Theresa has published literary criticism on the Affrilachian Writers, including chapters in An American Vein: Critical Readings in Appalachian Literature (Ohio UP 2005) and Appalachia in the Classroom: Teaching the Region (Ohio UP 2013), for which she served as co-editor with Patricia Gantt. Her chapter, “Ecofeminist Sensibilities and Rural Land Literacies in the Work of Contemporary Appalachian Novelist Ann Pancake,” is part of the collection, Ecofeminism and Literature: Intersectional and International Voices (Routledge 2018), edited by Douglas Vakoch and Sam Mickey. Her photos and contextual essay, “Benham, Kentucky, Coalminer and Wise County, Virginia, Landscape” are included in Appalachian Reckoning: A Region Responds to Hillbilly Elegy (West Virginia UP 2019), edited by Anthony Harkins and Meredith McCarroll. “Raven, Woman, Man: A/Religious Ecocritical Reading of Jim Minick’s Fire Is Your Water” will appear in Appalachian Ecocriticism (West Virginia UP 2019), edited by Jessica Cory and Laura White.
She was awarded an NEH Summer Institute Grant for the 2015 Transcendentalism and Reform in the Age of Emerson, Thoreau, and Fuller, in Concord, MA. As the U.S. co-chair for the 2019 Appalachian-Carpathian Mountain Conference, she is working with her Transylvania University colleague, Dr. Georgeta Moarcas, to plan the conference in Brasov and Petrila, Romania. Theresa is a board member for the nonprofit organization Appalachian Sustainable Development, and serves on the steering committee for Opportunity SWVA.
In her spare time, she enjoys running, hiking, and kayaking throughout the Appalachian region. Theresa lives on a nontraditional 123-acre farm and artist retreat, Gwendolyn Ridge, in Washington County, VA, with her two sons, Paul and Campbell, her husband, Dr. James L. Werth, Jr., their nine rescue animals, and various wild animals.

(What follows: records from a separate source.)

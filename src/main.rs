//! raster-tiler - Multi-resolution tile pyramids for raster images.
//!
//! This binary inspects rasters and writes single tiles or whole pyramids
//! as PNG files.

use std::path::{Path, PathBuf};
use std::process::ExitCode;
use std::sync::Arc;
use std::time::Instant;

use clap::Parser;
use tokio::task::JoinSet;
use tracing::{debug, error, info};
use tracing_subscriber::{layer::SubscriberExt, util::SubscriberInitExt};

use raster_tiler::{
    config::{Cli, Command, InfoConfig, PyramidConfig, TileConfig},
    raster::{FileRaster, RasterSource},
    tile::{PngTileEncoder, TileCache, TileGenerator, TileLocator, TileService},
    TileError,
};

#[tokio::main]
async fn main() -> ExitCode {
    let cli = Cli::parse();
    init_logging(cli.verbose);

    if let Err(e) = cli.command.validate() {
        error!("Configuration error: {}", e);
        return ExitCode::FAILURE;
    }

    match cli.command {
        Command::Info(config) => run_info(config),
        Command::Tile(config) => run_tile(config),
        Command::Pyramid(config) => run_pyramid(config).await,
    }
}

/// Initialize the tracing/logging subsystem.
fn init_logging(verbose: bool) {
    let env_filter = if verbose {
        "raster_tiler=debug"
    } else {
        "raster_tiler=info"
    };

    tracing_subscriber::registry()
        .with(
            tracing_subscriber::EnvFilter::try_from_default_env()
                .unwrap_or_else(|_| env_filter.into()),
        )
        .with(tracing_subscriber::fmt::layer().with_writer(std::io::stderr))
        .init();
}

fn open_generator(path: &Path, block_size: u32) -> Option<TileGenerator<FileRaster>> {
    match TileGenerator::open(path, block_size) {
        Ok(generator) => Some(generator),
        Err(e) => {
            error!("Failed to open {}: {}", path.display(), e);
            None
        }
    }
}

// =============================================================================
// Info Command
// =============================================================================

fn run_info(config: InfoConfig) -> ExitCode {
    let Some(generator) = open_generator(&config.path, config.block_size) else {
        return ExitCode::FAILURE;
    };
    let info = generator.source().info();
    let num_levels = generator.num_levels();

    if config.json {
        let levels: Vec<_> = (0..num_levels)
            .filter_map(|level| {
                let (width, height) = generator.level_dimensions(level)?;
                let (tiles_x, tiles_y) = generator.tiles_at_level(level)?;
                Some(serde_json::json!({
                    "level": level,
                    "width": width,
                    "height": height,
                    "tiles_x": tiles_x,
                    "tiles_y": tiles_y,
                }))
            })
            .collect();
        let json = serde_json::json!({
            "raster": info,
            "num_levels": num_levels,
            "levels": levels,
        });
        match serde_json::to_string_pretty(&json) {
            Ok(text) => println!("{}", text),
            Err(e) => {
                error!("Failed to serialize info: {}", e);
                return ExitCode::FAILURE;
            }
        }
        return ExitCode::SUCCESS;
    }

    println!("Raster: {}", info.identifier);
    println!("  Size:     {} x {} ({} plane(s))", info.cols, info.rows, info.planes);
    println!("  Pixels:   {}/{}", info.pixel_format, info.channel_type);
    println!("  Tile:     {} x {}", info.tile_width, info.tile_height);
    println!("  Levels:   {}", num_levels);
    for level in 0..num_levels {
        if let (Some((width, height)), Some((tiles_x, tiles_y))) = (
            generator.level_dimensions(level),
            generator.tiles_at_level(level),
        ) {
            println!(
                "    {:>2}: {} x {} px, {} x {} tiles",
                level, width, height, tiles_x, tiles_y
            );
        }
    }

    ExitCode::SUCCESS
}

// =============================================================================
// Tile Command
// =============================================================================

fn run_tile(config: TileConfig) -> ExitCode {
    let Some(generator) = open_generator(&config.path, config.block_size) else {
        return ExitCode::FAILURE;
    };
    let locator = TileLocator::new(config.col, config.row, config.level);

    let encoded = generator
        .generate_tile(locator)
        .and_then(|tile| PngTileEncoder::new().encode(&tile));
    let encoded = match encoded {
        Ok(data) => data,
        Err(e) => {
            error!("Failed to generate tile {}: {}", locator, e);
            return ExitCode::FAILURE;
        }
    };

    if let Err(e) = std::fs::write(&config.output, &encoded) {
        error!("Failed to write {}: {}", config.output.display(), e);
        return ExitCode::FAILURE;
    }

    info!(
        "Wrote tile {} ({} bytes) to {}",
        locator,
        encoded.len(),
        config.output.display()
    );
    ExitCode::SUCCESS
}

// =============================================================================
// Pyramid Command
// =============================================================================

async fn run_pyramid(config: PyramidConfig) -> ExitCode {
    let path = config.path.clone();
    let block_size = config.block_size;
    let generator = match tokio::task::spawn_blocking(move || open_generator(&path, block_size)).await {
        Ok(Some(generator)) => generator,
        Ok(None) => return ExitCode::FAILURE,
        Err(e) => {
            error!("Decode task failed for {}: {}", config.path.display(), e);
            return ExitCode::FAILURE;
        }
    };
    let num_levels = generator.num_levels();

    info!("Configuration:");
    info!("  Output: {}", config.output_dir.display());
    info!("  Levels: {}", num_levels);
    info!("  Workers: {}", config.workers);
    info!("  Cache: {}MB", config.cache_bytes / (1024 * 1024));

    let service = Arc::new(TileService::with_cache(
        Arc::new(generator),
        TileCache::with_capacity(config.cache_bytes),
    ));
    let encoder = PngTileEncoder::new();
    let started = Instant::now();

    let mut tasks = JoinSet::new();
    let mut written = 0usize;
    let mut failed = 0usize;

    for level in 0..num_levels {
        let Some((tiles_x, tiles_y)) = service.generator().tiles_at_level(level) else {
            continue;
        };
        let level_dir = config.output_dir.join(level.to_string());
        if let Err(e) = tokio::fs::create_dir_all(&level_dir).await {
            error!("Failed to create {}: {}", level_dir.display(), e);
            return ExitCode::FAILURE;
        }
        debug!(level, tiles_x, tiles_y, "Generating level");

        for row in 0..tiles_y {
            for col in 0..tiles_x {
                while tasks.len() >= config.workers {
                    record(tasks.join_next().await, &mut written, &mut failed);
                }

                let service = Arc::clone(&service);
                let path = level_dir.join(format!("{}_{}.png", col, row));
                let locator = TileLocator::new(col, row, level);
                tasks.spawn(write_tile(service, encoder, locator, path));
            }
        }
    }

    while let Some(result) = tasks.join_next().await {
        record(Some(result), &mut written, &mut failed);
    }

    let (cache_size, _, cache_entries) = service.cache_stats().await;
    info!(
        "Wrote {} tile(s) in {:.2?} ({} cached, {} bytes)",
        written,
        started.elapsed(),
        cache_entries,
        cache_size
    );

    if failed > 0 {
        error!("{} tile(s) failed", failed);
        return ExitCode::FAILURE;
    }
    ExitCode::SUCCESS
}

/// Generate, encode and write one tile.
async fn write_tile<R: RasterSource + 'static>(
    service: Arc<TileService<R>>,
    encoder: PngTileEncoder,
    locator: TileLocator,
    path: PathBuf,
) -> Result<(), String> {
    let response = service
        .get_tile(locator)
        .await
        .map_err(|e| format!("tile {}: {}", locator, e))?;
    let encoded = encoder
        .encode(&response.tile)
        .map_err(|e: TileError| format!("tile {}: {}", locator, e))?;
    tokio::fs::write(&path, &encoded)
        .await
        .map_err(|e| format!("{}: {}", path.display(), e))
}

fn record(
    result: Option<Result<Result<(), String>, tokio::task::JoinError>>,
    written: &mut usize,
    failed: &mut usize,
) {
    match result {
        Some(Ok(Ok(()))) => *written += 1,
        Some(Ok(Err(e))) => {
            error!("Failed to write {}", e);
            *failed += 1;
        }
        Some(Err(e)) => {
            error!("Tile task failed: {}", e);
            *failed += 1;
        }
        None => {}
    }
}
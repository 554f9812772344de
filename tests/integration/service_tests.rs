//! Tile service integration tests.
//!
//! Tests verify:
//! - Tile cache avoids repeated source reads
//! - Concurrent requests are served correctly
//! - Failed requests are surfaced and not cached

use std::sync::Arc;

use raster_tiler::error::TileError;
use raster_tiler::pixel::{ChannelType, PixelFormat, PixelGray};
use raster_tiler::raster::MemoryRaster;
use raster_tiler::tile::{TileCache, TileGenerator, TileLocator, TileService};

use super::test_utils::{gray16_ramp, gray16_raster, TrackingRaster};

// =============================================================================
// Cache Effectiveness
// =============================================================================

#[tokio::test]
async fn test_repeat_request_skips_source() {
    let raster = TrackingRaster::new(gray16_raster(200, 200, 64));
    let service = TileService::new(TileGenerator::new(raster.clone()));
    let locator = TileLocator::new(1, 1, 1);

    let first = service.get_tile(locator).await.unwrap();
    assert!(!first.cache_hit);
    assert_eq!(raster.request_count(), 1);

    for _ in 0..5 {
        let response = service.get_tile(locator).await.unwrap();
        assert!(response.cache_hit);
        assert_eq!(response.tile, first.tile);
    }
    assert_eq!(raster.request_count(), 1);
}

#[tokio::test]
async fn test_generate_tile_bypasses_cache() {
    let raster = TrackingRaster::new(gray16_raster(200, 200, 64));
    let service = TileService::new(TileGenerator::new(raster.clone()));
    let locator = TileLocator::new(0, 0, 2);

    service.generate_tile(locator).await.unwrap();
    service.generate_tile(locator).await.unwrap();
    assert_eq!(raster.request_count(), 2);

    let (_, _, count) = service.cache_stats().await;
    assert_eq!(count, 0);
}

#[tokio::test]
async fn test_small_cache_evicts() {
    let raster = TrackingRaster::new(gray16_raster(64, 64, 32));
    // Room for exactly one 32x32 u16 tile
    let service = TileService::with_cache(
        Arc::new(TileGenerator::new(raster.clone())),
        TileCache::with_capacity(32 * 32 * 2),
    );
    let first = TileLocator::new(0, 0, 1);
    let second = TileLocator::new(1, 0, 1);

    assert!(!service.get_tile(first).await.unwrap().cache_hit);
    assert!(service.get_tile(first).await.unwrap().cache_hit);
    assert!(!service.get_tile(second).await.unwrap().cache_hit);
    assert!(!service.get_tile(first).await.unwrap().cache_hit);
    assert_eq!(raster.request_count(), 3);

    let response = service.get_tile(first).await.unwrap();
    let image = response.tile.to_image::<PixelGray<u16>>().unwrap();
    assert_eq!(image.get(1, 1), gray16_ramp(64, 64).get(1, 1));
}

// =============================================================================
// Concurrency
// =============================================================================

#[tokio::test(flavor = "multi_thread", worker_threads = 4)]
async fn test_concurrent_pyramid_requests() {
    let raster = TrackingRaster::new(gray16_raster(512, 256, 64));
    let service = Arc::new(TileService::new(TileGenerator::new(raster.clone())));
    let generator = Arc::clone(service.generator());

    let mut handles = Vec::new();
    for level in 0..generator.num_levels() {
        let (tiles_x, tiles_y) = generator.tiles_at_level(level).unwrap();
        for row in 0..tiles_y {
            for col in 0..tiles_x {
                let service = Arc::clone(&service);
                let locator = TileLocator::new(col, row, level);
                handles.push(tokio::spawn(async move {
                    (locator, service.get_tile(locator).await)
                }));
            }
        }
    }

    let total = handles.len();
    // 1 + 2 + 8 + 32 tiles across four levels
    assert_eq!(total, 43);

    for handle in handles {
        let (locator, result) = handle.await.unwrap();
        let response = result.unwrap();
        let expected = generator.generate_tile(locator).unwrap();
        assert_eq!(response.tile, expected, "tile {locator}");
    }

    let (_, _, cached) = service.cache_stats().await;
    assert_eq!(cached, total);
}

// =============================================================================
// Error Handling
// =============================================================================

#[tokio::test]
async fn test_unsupported_format_surfaces() {
    let raster = MemoryRaster::new(
        16,
        16,
        1,
        PixelFormat::RgbAlpha,
        ChannelType::Float32,
        vec![0u8; 16 * 16 * 16],
    )
    .unwrap();
    let service = TileService::new(TileGenerator::new(raster));

    let err = service.get_tile(TileLocator::new(0, 0, 0)).await.unwrap_err();
    assert!(matches!(
        err,
        TileError::UnsupportedFormat {
            pixel_format: PixelFormat::RgbAlpha,
            channel_type: ChannelType::Float32,
        }
    ));

    // Out-of-bounds requests still succeed with a blank tile
    let blank = service.get_tile(TileLocator::new(3, 3, 0)).await.unwrap();
    assert_eq!(blank.tile.channel_type(), ChannelType::Uint8);
    let (_, _, count) = service.cache_stats().await;
    assert_eq!(count, 1);
}
use std::marker::PhantomData;
use std::path::{Path, PathBuf};

use super::CachedBlock;
use crate::error::{CacheError, RasterError};
use crate::image::{BoundingBox, ImageBuffer, ImageExpr};
use crate::pixel::{ChannelType, Pixel, PixelFormat};
use crate::raster::{check_region, region_len, RasterSource, DEFAULT_BLOCK_SIZE};

/// An image expression materialized once into temporary disk storage.
///
/// Construction evaluates the expression completely and writes the result to
/// a new [`CachedBlock`]; pixel reads go to that file and never re-evaluate
/// the expression.
///
/// # Sharing
///
/// - `clone()` shares the current block (one atomic increment, no I/O).
/// - [`assign`](Self::assign) materializes a new expression into a fresh
///   block and detaches from the old one. Other views still holding the old
///   block keep reading the old data.
/// - The backing file is removed when the last view sharing it is dropped.
///
/// Materialization is blocking; async callers should run it on a blocking
/// thread (e.g. `tokio::task::spawn_blocking`).
///
/// # Example
///
/// ```
/// use raster_tiler::cache::DiskCacheImageView;
/// use raster_tiler::image::{ImageBuffer, ImageExpr};
/// use raster_tiler::pixel::{Pixel, PixelRgb};
///
/// let source = ImageBuffer::from_fn(2, 2, |x, y| PixelRgb::<u8>::new(x as u8, y as u8, 0));
/// let mut view = DiskCacheImageView::new(&source).unwrap();
/// let copy = view.clone();
///
/// view.assign((&source).map(|p| p.saturating_add(PixelRgb::new(10, 10, 10)))).unwrap();
///
/// assert_eq!(copy.get(1, 1).unwrap(), PixelRgb::new(1, 1, 0));
/// assert_eq!(view.get(1, 1).unwrap(), PixelRgb::new(11, 11, 10));
/// ```
#[derive(Debug, Clone)]
pub struct DiskCacheImageView<P: Pixel> {
    block: CachedBlock,
    scratch_dir: PathBuf,
    _pixel: PhantomData<P>,
}

impl<P: Pixel> DiskCacheImageView<P> {
    /// Materialize `expr` into the system temporary directory.
    pub fn new<E>(expr: E) -> Result<Self, CacheError>
    where
        E: ImageExpr<Pixel = P>,
    {
        Self::with_scratch_dir(expr, std::env::temp_dir())
    }

    /// Materialize `expr` into `scratch_dir`.
    ///
    /// Later [`assign`](Self::assign) calls allocate in the same directory.
    pub fn with_scratch_dir<E>(expr: E, scratch_dir: impl Into<PathBuf>) -> Result<Self, CacheError>
    where
        E: ImageExpr<Pixel = P>,
    {
        let scratch_dir = scratch_dir.into();
        let block = CachedBlock::materialize(&expr, &scratch_dir)?;
        Ok(Self {
            block,
            scratch_dir,
            _pixel: PhantomData,
        })
    }

    /// Replace this view's contents with a newly materialized expression.
    ///
    /// On failure the view is left untouched.
    pub fn assign<E>(&mut self, expr: E) -> Result<(), CacheError>
    where
        E: ImageExpr<Pixel = P>,
    {
        let block = CachedBlock::materialize(&expr, &self.scratch_dir)?;
        self.block = block;
        Ok(())
    }

    pub fn cols(&self) -> u32 {
        self.block.cols()
    }

    pub fn rows(&self) -> u32 {
        self.block.rows()
    }

    pub fn planes(&self) -> u32 {
        self.block.planes()
    }

    /// Pixel `(x, y)` on the first plane.
    pub fn get(&self, x: u32, y: u32) -> Result<P, CacheError> {
        self.get_plane(x, y, 0)
    }

    /// Pixel `(x, y)` on `plane`.
    ///
    /// # Errors
    ///
    /// [`CacheError::PixelOutOfBounds`] outside `cols × rows × planes`.
    pub fn get_plane(&self, x: u32, y: u32, plane: u32) -> Result<P, CacheError> {
        if x >= self.cols() || y >= self.rows() || plane >= self.planes() {
            return Err(CacheError::PixelOutOfBounds {
                x,
                y,
                plane,
                cols: self.cols(),
                rows: self.rows(),
                planes: self.planes(),
            });
        }
        let mut raw = vec![0u8; P::SIZE];
        self.block.read_pixel(x, y, plane, &mut raw)?;
        Ok(P::read_ne(&raw))
    }

    /// Read every plane of `bbox` into memory.
    pub fn read_region(&self, bbox: BoundingBox) -> Result<ImageBuffer<P>, CacheError> {
        if !BoundingBox::from_dimensions(self.cols(), self.rows()).contains(&bbox) {
            return Err(CacheError::RegionOutOfBounds {
                bbox,
                cols: self.cols(),
                rows: self.rows(),
            });
        }
        let mut raw = vec![0u8; region_len(&bbox, self.planes(), P::SIZE)];
        self.block.read_region(&bbox, &mut raw)?;
        let image = ImageBuffer::from_ne_bytes(
            bbox.width as u32,
            bbox.height as u32,
            self.planes(),
            &raw,
        )?;
        Ok(image)
    }

    /// Read the whole cached image into memory.
    pub fn to_image(&self) -> Result<ImageBuffer<P>, CacheError> {
        self.read_region(BoundingBox::from_dimensions(self.cols(), self.rows()))
    }

    /// Number of views sharing the current backing block.
    pub fn ref_count(&self) -> usize {
        self.block.ref_count()
    }

    /// True if both views read from the same backing block.
    pub fn shares_storage_with(&self, other: &DiskCacheImageView<P>) -> bool {
        self.block.ptr_eq(&other.block)
    }

    /// Location of the current backing file.
    pub fn path(&self) -> &Path {
        self.block.path()
    }

    pub fn block(&self) -> &CachedBlock {
        &self.block
    }

    pub fn scratch_dir(&self) -> &Path {
        &self.scratch_dir
    }
}

impl<P: Pixel> RasterSource for DiskCacheImageView<P> {
    fn cols(&self) -> u32 {
        self.block.cols()
    }

    fn rows(&self) -> u32 {
        self.block.rows()
    }

    fn planes(&self) -> u32 {
        self.block.planes()
    }

    fn pixel_format(&self) -> PixelFormat {
        P::FORMAT
    }

    fn channel_type(&self) -> ChannelType {
        P::CHANNEL_TYPE
    }

    fn block_read_size(&self) -> (u32, u32) {
        (
            self.cols().clamp(1, DEFAULT_BLOCK_SIZE),
            self.rows().clamp(1, DEFAULT_BLOCK_SIZE),
        )
    }

    fn identifier(&self) -> &str {
        self.block.identifier()
    }

    fn read(&self, buffer: &mut [u8], bbox: BoundingBox) -> Result<(), RasterError> {
        check_region(
            &bbox,
            self.cols(),
            self.rows(),
            region_len(&bbox, self.planes(), P::SIZE),
            buffer.len(),
        )?;
        self.block.read_region(&bbox, buffer)?;
        Ok(())
    }
}
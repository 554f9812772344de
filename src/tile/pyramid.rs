//! Pyramid geometry.
//!
//! Levels are numbered from coarse to fine: level `num_levels - 1` is full
//! resolution (subsample factor 1) and level 0 is the coarsest, with factor
//! `2^(num_levels - 1)`. A tile at level `L` covers
//! `tile_size × 2^((num_levels - 1) - L)` source pixels on each axis.
//!
//! ```text
//!  level 0          level 1               level 2 (full resolution)
//! ┌───────┐     ┌───┬───┐             ┌─┬─┬─┬─┐
//! │       │     │   │   │             ├─┼─┼─┼─┤
//! │  4x   │     ├───┼───┤   2x        ├─┼─┼─┼─┤   1x
//! │       │     │   │   │             ├─┼─┼─┼─┤
//! └───────┘     └───┴───┘             └─┴─┴─┴─┘
//! ```

use std::fmt;

use crate::image::BoundingBox;

/// Identifies one requested tile.
#[derive(Debug, Clone, Copy, PartialEq, Eq, Hash)]
pub struct TileLocator {
    /// Tile column (0-indexed from left)
    pub col: u32,

    /// Tile row (0-indexed from top)
    pub row: u32,

    /// Pyramid level (`num_levels - 1` = full resolution)
    pub level: u32,
}

impl TileLocator {
    pub fn new(col: u32, row: u32, level: u32) -> Self {
        Self { col, row, level }
    }
}

impl fmt::Display for TileLocator {
    fn fmt(&self, f: &mut fmt::Formatter<'_>) -> fmt::Result {
        write!(f, "{}/{}/{}", self.level, self.col, self.row)
    }
}

/// Number of pyramid levels for an image and tile size.
///
/// Equals `1 + ceil(log2(max(cols, rows) / max(tile_width, tile_height)))`,
/// clamped so that there is always at least one level.
pub fn num_levels(cols: u32, rows: u32, tile_width: u32, tile_height: u32) -> u32 {
    let max_dimension = cols.max(rows) as u64;
    let max_tile = tile_width.max(tile_height) as u64;
    if max_tile == 0 {
        return 1;
    }

    let mut extra = 0;
    while (max_tile << extra) < max_dimension {
        extra += 1;
    }
    1 + extra
}

/// Downsampling factor for `level`, or `None` if the level does not exist.
pub fn subsample_factor(level: u32, num_levels: u32) -> Option<u64> {
    if level >= num_levels {
        return None;
    }
    let shift = (num_levels - 1) - level;
    1u64.checked_shl(shift)
}

/// Full-resolution source region covered by a tile.
///
/// Returns `None` if the level does not exist or the region cannot be
/// represented.
pub fn tile_to_bbox(
    tile_size: (u32, u32),
    locator: TileLocator,
    num_levels: u32,
) -> Option<BoundingBox> {
    let factor = i64::try_from(subsample_factor(locator.level, num_levels)?).ok()?;
    let width = (tile_size.0 as i64).checked_mul(factor)?;
    let height = (tile_size.1 as i64).checked_mul(factor)?;
    let x = (locator.col as i64).checked_mul(width)?;
    let y = (locator.row as i64).checked_mul(height)?;
    // Right and bottom edges must be representable too
    x.checked_add(width)?;
    y.checked_add(height)?;
    Some(BoundingBox::new(x, y, width, height))
}

/// Image dimensions as seen at a subsample factor (rounded up).
pub fn level_dimensions(cols: u32, rows: u32, factor: u64) -> (u32, u32) {
    let factor = factor.max(1);
    (
        (cols as u64).div_ceil(factor) as u32,
        (rows as u64).div_ceil(factor) as u32,
    )
}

Ricky Cox has an MA in English from Radford University, a BA in History from Radford, and an AAS in Machine Technology from New River Community College. A native of Floyd County, VA, he teaches, American Literature, an introductory course on the Appalachian region, and Appalachian Folklore. He is also Coordinator of the Farm at Selu, a replicated 1930s farmhouse at Radford University’s Selu Conservancy. His research interests include the history of technology in the U.S., and the literature, music, and folk culture of the Appalachian South. His publications include short fiction, reviews, literary criticism, and essays on various topics, many related to Appalachian culture. He is a coeditor of A Handbook to Appalachia: An Introduction to the Region (UT Press 2006) and co-author ofThe Water-Powered Mills of Floyd County, VA: Illustrated Histories, 1770-2010 (McFarland Publishers, 2010).